Um rapazinho, bom como um anjo, chamado Edmundo, brincava certo dia colhendo flores num campo.


D
e repente, levantando os olhos, vê, surgir na sua frente um terraço coberto de trepadeiras muito alta, muito comprida, toda ornada de belíssimas e perfumadas rosas.

Diante daquela aparição que não pôde explicar, fica atordoado sem saber o que fazer, quando ouve alguém a chamá-lo:

– Edmundo, Edmundo.

O menino olha, olha. A voz vinha lá do outro extremo do terraço.

Por fim, vê lá no fundo uma criança com a cabecinha crespa, linda, de uma beleza de anjo, que, com as mãozinhas cheias de rosas, lhe faz sinais para que se aproxime e lhe diz:

– Vem brincar comigo Edmundo, eu sou Jesus!

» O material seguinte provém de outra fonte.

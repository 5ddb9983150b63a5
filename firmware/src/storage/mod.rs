//! SD card record storage.
//!
//! Records are appended to `DATA.TXT` in the card's first FAT volume. The
//! directory entry only learns the new file size when the handle is closed,
//! so the sink cycles the handle every [`SYNC_EVERY`] records. Once a close
//! has succeeded the record is on the card, whatever happens while reopening.

use payload_core::records::StorageWriteError;

#[cfg(target_os = "none")]
mod card;

#[cfg(target_os = "none")]
pub use self::card::{DummyTime, SdRecordSink};

pub const LOG_FILE_NAME: &str = "DATA.TXT";
/// Records between directory entry updates.
pub const SYNC_EVERY: u32 = 10;

/// Counts written records and says when the handle is due for a close/reopen.
#[derive(Debug, Default)]
pub struct SyncSchedule {
    since_sync: u32,
}

impl SyncSchedule {
    #[must_use]
    pub const fn new() -> Self {
        Self { since_sync: 0 }
    }

    /// Notes one record written through the open handle. Returns `true` when
    /// the file should be synced now.
    pub fn written(&mut self) -> bool {
        self.since_sync = self.since_sync.saturating_add(1);
        self.since_sync >= SYNC_EVERY
    }

    pub fn reset(&mut self) {
        self.since_sync = 0;
    }
}

/// Which half of a close/reopen sync failed.
#[derive(Copy, Clone, Debug, Eq, PartialEq)]
pub enum SyncFailure {
    /// The directory entry was not updated.
    Close(StorageWriteError),
    /// The entry was updated but the file could not be opened again.
    Reopen(StorageWriteError),
}

/// What a successful data write turns into once the sync step has run.
#[derive(Copy, Clone, Debug, Eq, PartialEq)]
pub enum Settled {
    /// Record stored, handle still open.
    Committed,
    /// Record stored, but the handles are gone; the next append remounts.
    CommittedRemount,
    /// Record not durable; the caller retries it after a remount.
    Failed(StorageWriteError),
}

impl Settled {
    /// Resolves a write that reached the file. `sync` is `None` when no sync
    /// was due.
    #[must_use]
    pub fn after_write(sync: Option<Result<(), SyncFailure>>) -> Self {
        match sync {
            None | Some(Ok(())) => Settled::Committed,
            Some(Err(SyncFailure::Reopen(_))) => Settled::CommittedRemount,
            Some(Err(SyncFailure::Close(error))) => Settled::Failed(error),
        }
    }

    #[must_use]
    pub const fn needs_remount(self) -> bool {
        !matches!(self, Settled::Committed)
    }

    pub const fn into_result(self) -> Result<(), StorageWriteError> {
        match self {
            Settled::Committed | Settled::CommittedRemount => Ok(()),
            Settled::Failed(error) => Err(error),
        }
    }
}

#[cfg(test)]
mod tests {
    use super::*;

    #[test]
    fn sync_falls_due_every_tenth_record() {
        let mut schedule = SyncSchedule::new();
        let due: Vec<bool> = (0..SYNC_EVERY).map(|_| schedule.written()).collect();
        assert!(due[..9].iter().all(|due| !due));
        assert!(due[9]);

        schedule.reset();
        let due_after_reset = (0..SYNC_EVERY).filter(|_| schedule.written()).count();
        assert_eq!(due_after_reset, 1);
    }

    #[test]
    fn reopen_failure_keeps_the_written_record() {
        let settled = Settled::after_write(Some(Err(SyncFailure::Reopen(StorageWriteError::Io))));
        assert_eq!(settled, Settled::CommittedRemount);
        assert_eq!(settled.into_result(), Ok(()));
        assert!(settled.needs_remount());
    }

    #[test]
    fn close_failure_asks_for_a_retry() {
        let settled = Settled::after_write(Some(Err(SyncFailure::Close(StorageWriteError::Full))));
        assert_eq!(settled.into_result(), Err(StorageWriteError::Full));
        assert!(settled.needs_remount());
    }

    #[test]
    fn plain_write_commits_without_remount() {
        for sync in [None, Some(Ok(()))] {
            let settled = Settled::after_write(sync);
            assert_eq!(settled, Settled::Committed);
            assert!(!settled.needs_remount());
        }
    }
}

Edmundo não espera um segundo convite, e encaminha-se sobre o terraço florido. Mas ai! Que foi? Espinhos agudos magoavam-lhe os pés.

Ele pára, desanimado, mas a vozinha meigamente vai repetindo:

– Coragem Edmundo, não olhes para os espinhos!

Edmundo torna a tentar a prova, mas pára de novo porque os pezinhos sangram.

– Não tenhas medo, diz a voz; aqui estou Eu, Jesus!

Animado, e resoluto, põe-se a caminho e, desprezando as picadas, alcança, a correr, Jesus que o acaricia e lhe faz mil agrados, enquanto os pezinhos, já curados, repousam sobre pétalas perfumadas.

 

Conclusão: “Não há rosas sem espinhos”, diz o ditado.

Quereis alcançar Jesus e merecer as suas carícias? Não temais os espinhos, ou seja, as dificuldades, os pequenos incómodos;

Submetei-vos de boa vontade a alguma leve privação para chega-vos. Para vós também Ele transformará os espinhos em rosas perfumadas!

Para a frente sempre! Sem medo, nem temores, vamos a Jesus!